Poetry from the Plum Ruby Review
- Lex Enrico Santí, LCSW, MFA
- Jan 13
- 3 min read
Lex Enrico Santí, LCSW, PLLC - A Key Therapy
Three Poems from 2004
In the summer of 2004, I published three poems in Plum Ruby Review. I was living in Washington, DC, on the edge of entering an MFA program, politically charged, aesthetically restless, and deeply interested in how language could stretch—visually, ethically, bodily.
These poems come from a time when I was less concerned with coherence and more interested in pressure: how an image holds, how a line breaks under weight, how the body thinks before the mind catches up.

Re-reading them now, I don’t feel the urge to correct them. I feel the urge to listen.

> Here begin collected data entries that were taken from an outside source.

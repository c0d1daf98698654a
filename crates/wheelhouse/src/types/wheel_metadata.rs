use std::collections::HashMap;
use std::str::FromStr;

use pep440_rs::Version;
use thiserror::Error;

use super::entry_points::{EntryPoints, ParseEntryPointsError};
use super::rfc822ish::{RFC822ish, RFC822ishError};
use super::{NormalizedPackageName, PackageName, ParsePackageNameError, WheelFilename};

/// Everything the conversion needs to know about a wheel, parsed from the
/// `METADATA` and `WHEEL` files (plus `entry_points.txt`) found under its
/// `.dist-info/` directory. The wheel filename serves as a fallback for the
/// name and version only.
#[derive(Debug, Clone)]
pub struct WheelMetadata {
    /// Package name as found in METADATA (canonical form available through
    /// [`WheelMetadata::conda_name`]).
    pub name: PackageName,
    /// Package version.
    pub version: Version,
    /// The `Summary` header.
    pub summary: Option<String>,
    /// The long description (message body of METADATA).
    pub description: Option<String>,
    /// The `License` header.
    pub license: Option<String>,
    /// The raw `Requires-Python` specifier, verbatim.
    pub requires_python: Option<String>,
    /// Raw `Requires-Dist` strings, in declaration order. Kept unparsed here;
    /// translation happens during conversion and the originals are retained
    /// for audit.
    pub requirements: Vec<String>,

    /// The `Home-page` header, or the `homepage` project URL.
    pub home_url: Option<String>,
    /// The `documentation` project URL.
    pub doc_url: Option<String>,
    /// The `repository` project URL.
    pub dev_url: Option<String>,
    /// The `source` project URL.
    pub source_url: Option<String>,

    /// Script entry points.
    pub entry_points: EntryPoints,

    /// Interpreter tag from the first `Tag:` line of WHEEL, e.g. `py3`.
    pub python_tag: String,
    /// ABI tag from the first `Tag:` line of WHEEL, e.g. `none`.
    pub abi_tag: String,
    /// Platform tag from the first `Tag:` line of WHEEL, e.g. `any`.
    pub platform_tag: String,
}

#[derive(Debug, Error)]
#[allow(missing_docs)]
pub enum WheelMetadataError {
    #[error("failed to parse METADATA: {0}")]
    Metadata(#[source] RFC822ishError),

    #[error("failed to parse WHEEL: {0}")]
    WheelFile(#[source] RFC822ishError),

    #[error(transparent)]
    EntryPoints(#[from] ParseEntryPointsError),

    #[error("invalid package name: {0}")]
    InvalidName(#[from] ParsePackageNameError),

    #[error("invalid version '{0}'")]
    InvalidVersion(String),

    #[error("METADATA has no Name and the wheel filename is unusable")]
    MissingName,

    #[error("METADATA has no Version and the wheel filename is unusable")]
    MissingVersion,

    #[error("WHEEL file has no Tag entry")]
    MissingTag,

    #[error("malformed tag '{0}' in WHEEL file")]
    MalformedTag(String),
}

impl WheelMetadata {
    /// Parses the buffered metadata files of a wheel. `filename` supplies the
    /// name and version when the METADATA headers omit them; it may be absent
    /// when the wheel arrived under an unparsable display name.
    pub fn parse(
        metadata_content: &[u8],
        wheel_content: &[u8],
        entry_points_content: Option<&[u8]>,
        filename: Option<&WheelFilename>,
    ) -> Result<Self, WheelMetadataError> {
        let metadata = String::from_utf8_lossy(metadata_content);
        let mut metadata =
            RFC822ish::from_str(&metadata).map_err(WheelMetadataError::Metadata)?;

        let name = match metadata.take_all("Name").into_iter().next() {
            Some(name) => name.trim().parse()?,
            None => filename
                .map(|f| f.distribution.clone())
                .ok_or(WheelMetadataError::MissingName)?,
        };
        let version = match metadata.take_all("Version").into_iter().next() {
            Some(version) => version
                .trim()
                .parse()
                .map_err(WheelMetadataError::InvalidVersion)?,
            None => filename
                .map(|f| f.version.clone())
                .ok_or(WheelMetadataError::MissingVersion)?,
        };

        let project_urls = parse_project_urls(metadata.take_all("Project-URL"));
        let home_url = metadata
            .take_all("Home-page")
            .into_iter()
            .next()
            .or_else(|| project_urls.get("homepage").cloned());

        let description = metadata
            .body
            .take()
            .filter(|body| !body.trim().is_empty())
            .or_else(|| metadata.take_all("Description").into_iter().next());

        let (python_tag, abi_tag, platform_tag) = parse_first_tag(wheel_content)?;

        let entry_points = match entry_points_content {
            Some(content) => EntryPoints::parse(content)?,
            None => EntryPoints::default(),
        };

        Ok(WheelMetadata {
            name,
            version,
            summary: non_empty(metadata.take_all("Summary").into_iter().next()),
            description,
            license: non_empty(metadata.take_all("License").into_iter().next()),
            requires_python: non_empty(metadata.take_all("Requires-Python").into_iter().next()),
            requirements: metadata.take_all("Requires-Dist"),
            home_url: non_empty(home_url),
            doc_url: project_urls.get("documentation").cloned(),
            dev_url: project_urls.get("repository").cloned(),
            source_url: project_urls.get("source").cloned(),
            entry_points,
            python_tag,
            abi_tag,
            platform_tag,
        })
    }

    /// The canonical name used for the produced conda package.
    pub fn conda_name(&self) -> NormalizedPackageName {
        self.name.clone().into()
    }

    /// A wheel is pure iff it carries no ABI and no platform restriction.
    pub fn is_pure(&self) -> bool {
        self.platform_tag == "any" && self.abi_tag == "none"
    }

    /// The channel subdirectory the produced package belongs in, derived from
    /// the platform tag.
    pub fn conda_subdir(&self) -> &'static str {
        if self.is_pure() {
            return "noarch";
        }

        let platform = self.platform_tag.to_lowercase();
        let has = |token: &str| platform.contains(token);
        if has("win_amd64") || has("win64") {
            "win-64"
        } else if has("win32") {
            "win-32"
        } else if has("linux_x86_64") || (has("manylinux") && has("x86_64")) {
            "linux-64"
        } else if has("linux_aarch64") || (has("manylinux") && has("aarch64")) {
            "linux-aarch64"
        } else if has("macosx") && has("x86_64") {
            "osx-64"
        } else if has("macosx") && has("arm64") {
            "osx-arm64"
        } else {
            "noarch"
        }
    }
}

/// `Project-URL` entries are `Label, https://...`; the label is matched
/// case-insensitively.
fn parse_project_urls(entries: Vec<String>) -> HashMap<String, String> {
    entries
        .into_iter()
        .filter_map(|entry| {
            entry
                .split_once(", ")
                .map(|(label, url)| (label.to_lowercase(), url.to_owned()))
        })
        .collect()
}

/// Extracts `(interpreter, abi, platform)` from the first `Tag:` line of the
/// WHEEL file. Wheels with multiple compatible tags list one per line; the
/// first fixes the classification.
fn parse_first_tag(wheel_content: &[u8]) -> Result<(String, String, String), WheelMetadataError> {
    let wheel = String::from_utf8_lossy(wheel_content);
    let mut wheel = RFC822ish::from_str(&wheel).map_err(WheelMetadataError::WheelFile)?;

    let tag = wheel
        .take_all("Tag")
        .into_iter()
        .next()
        .ok_or(WheelMetadataError::MissingTag)?;

    let mut parts = tag.trim().splitn(3, '-');
    match (parts.next(), parts.next(), parts.next()) {
        (Some(py), Some(abi), Some(plat)) => {
            Ok((py.to_owned(), abi.to_owned(), plat.to_owned()))
        }
        _ => Err(WheelMetadataError::MalformedTag(tag)),
    }
}

fn non_empty(value: Option<String>) -> Option<String> {
    value.filter(|v| !v.trim().is_empty())
}
//! Wheelhouse converts Python wheel distributions into conda packages and
//! maintains a channel of such packages mirrored from an upstream index. The
//! conversion is a single streaming pass: the wheel is never fully held in
//! memory, per-file hashes are computed during the copy, and PEP 508
//! environment markers are translated into conda selector expressions. This
//! crate is the library; the `wheelhouse_bin` crate provides the CLI on top
//! of it.

#![deny(missing_docs)]

pub mod types;

pub mod archive;
pub mod channel;
pub mod closure;
pub mod convert;
pub mod index;
pub mod markers;
pub mod state;
pub mod sync;

mod utils;

pub use convert::{convert_wheel, ConversionResult, ConvertError, OutputLocation, WheelSource};
pub use markers::{marker_to_condition, Condition, MarkerError};
pub use pep440_rs::{Version, VersionSpecifiers};
pub use pep508_rs::Requirement;
//! Clients for the upstream package index and the cross-ecosystem name
//! mapping service.

mod mapping;
mod pypi;

pub use mapping::{MappingClient, DEFAULT_MAPPING_URL};
pub use pypi::{PyPiClient, PyPiError, PyPiRelease, WheelInfo, DEFAULT_INDEX_URL};
fn translate_atom(expr: &MarkerExpression) -> Result<Atom, MarkerError> {
    let variable = match &expr.l_value {
        MarkerValue::MarkerEnvString(s) => Variable::String(s),
        MarkerValue::MarkerEnvVersion(v) => Variable::Version(v),
        other => return Err(MarkerError::UnsupportedVariable(value_name(other))),
    };
    let MarkerValue::QuotedString(value) = &expr.r_value else {
        return Err(MarkerError::UnsupportedVariable(value_name(&expr.r_value)));
    };
    let op = &expr.operator;

    match variable {
        Variable::Version(MarkerValueVersion::PythonVersion) => {
            Ok(Atom::Fragment(format!("python {op}{value}")))
        }
        Variable::String(MarkerValueString::SysPlatform)
        | Variable::String(MarkerValueString::SysPlatformDeprecated) => {
            let flag = match value.as_str() {
                "win32" | "cygwin" => "__win",
                "linux" => "__linux",
                "darwin" => "__osx",
                _ => {
                    return Err(MarkerError::UnknownValue {
                        variable: "sys_platform".into(),
                        value: value.clone(),
                    })
                }
            };
            platform_atom(flag, op, "sys_platform")
        }
        Variable::String(MarkerValueString::PlatformSystem) => {
            let flag = match value.as_str() {
                "Windows" => "__win",
                "Linux" => "__linux",
                "Darwin" => "__osx",
                _ => {
                    return Err(MarkerError::UnknownValue {
                        variable: "platform_system".into(),
                        value: value.clone(),
                    })
                }
            };
            platform_atom(flag, op, "platform_system")
        }
        Variable::String(MarkerValueString::OsName)
        | Variable::String(MarkerValueString::OsNameDeprecated) => {
            match (op, value.as_str()) {
                (MarkerOperator::Equal, "nt") => Ok(Atom::Platform("__win")),
                (MarkerOperator::Equal, "posix") => Ok(Atom::Platform("__unix")),
                (MarkerOperator::NotEqual, "nt") => Ok(Atom::Platform("__unix")),
                _ => Err(MarkerError::UnsupportedVariable("os_name".into())),
            }
        }
        Variable::String(MarkerValueString::PlatformVersion)
        | Variable::String(MarkerValueString::PlatformVersionDeprecated) => {
            Ok(Atom::PlatformVersion(format!("{op}{value}")))
        }
        Variable::String(MarkerValueString::PlatformPythonImplementation)
        | Variable::String(MarkerValueString::PlatformPythonImplementationDeprecated)
        | Variable::String(MarkerValueString::ImplementationName) => {
            let is_cpython = value.eq_ignore_ascii_case("cpython");
            match op {
                MarkerOperator::Equal if is_cpython => Ok(Atom::IncludeAlways),
                MarkerOperator::Equal => Ok(Atom::DropDep),
                MarkerOperator::NotEqual if is_cpython => Ok(Atom::DropDep),
                MarkerOperator::NotEqual => Ok(Atom::IncludeAlways),
                _ => Err(MarkerError::UnsupportedVariable(
                    value_name(&expr.l_value),
                )),
            }
        }
        _ => Err(MarkerError::UnsupportedVariable(value_name(&expr.l_value))),
    }
}

enum Variable<'a> {
    String(&'a MarkerValueString),
    Version(&'a MarkerValueVersion),
}

fn platform_atom(
    flag: &'static str,
    op: &MarkerOperator,
    variable: &str,
) -> Result<Atom, MarkerError> {
    match op {
        MarkerOperator::Equal => Ok(Atom::Platform(flag)),
        // Negated flags are ordinary fragments: they never fuse with a
        // platform_version comparison.
        MarkerOperator::NotEqual => Ok(Atom::Fragment(format!("not {flag}"))),
        _ => Err(MarkerError::UnsupportedVariable(variable.to_owned())),
    }
}

fn value_name(value: &MarkerValue) -> String {
    match value {
        MarkerValue::QuotedString(s) => s.clone(),
        other => other.to_string(),
    }
}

What follows are the poems as they were published in 2004.
What’s for Dinner?
What would it be like
to eat a dinner
with
a plate
6 feet around
that
was served on my
lap
would I tip
it up
and slide
it down
into
my
M O U T H?
Mashing Magical Vegetables
avocado pits
pop out
when you scrape
with the
butter knife
that you shouldn’t have used
to stab your
index finger
to the bone
a hard pit
that you jump into
pull into
and remains
at your
core.
When We Fought With Radicals
Tora Bora, 1982.
Communists surround the mountain
balancing all that is on our back
and all that we have in front of us
we hop hop hop
from rock to a
tumbling
rock
that eventually slides
down
crack
crack as the
trigger pins pulled
grenade is tossed spinning
up along
all around
as the wondrous view epileptically shaking
around us in 360 degrees
sun goes down
sun goes up
then the crest
is attained
the cherub bushes that stand off
on the edges of my periphery
stare like Mexican peasants standing
with blankets over shoulders
all in green
worshiping
the descent of
the world’s great sacrifices are always
told in the footnotes
received in a volcano
they are expecting the miracle
to brush across the side of their face
a blessing
He is also an observer here
but the connection
between the two
of us
freedom fighters
separated by religion and culture
and the sound of the fallout
of the blast now
brings the two of us together
one mission
under God.
Looking Back, From Here
I remember writing Radicals like it was yesterday. I was witness to the imagery in my minds eye. It came like a flash. I was scared I would not be able to contain it. Around me, that day, we were going to war to fight against people--and they were, before, our allies. It was an uncomfortable truth. I wrote it with a green pen on a small yellow notepad.
I kept looking out the window of my DC office and felt I was getting away with the greatest gift from the universe. To have the audacity to write, from the seat of power–and to get away with it. I was younger and freer. I was a writer then. I am a writer now.
I’m grateful these poems exist. I’m grateful they were published. And I’m grateful to be able to place them here, now, in a longer arc of writing, therapy, witnessing, and attention.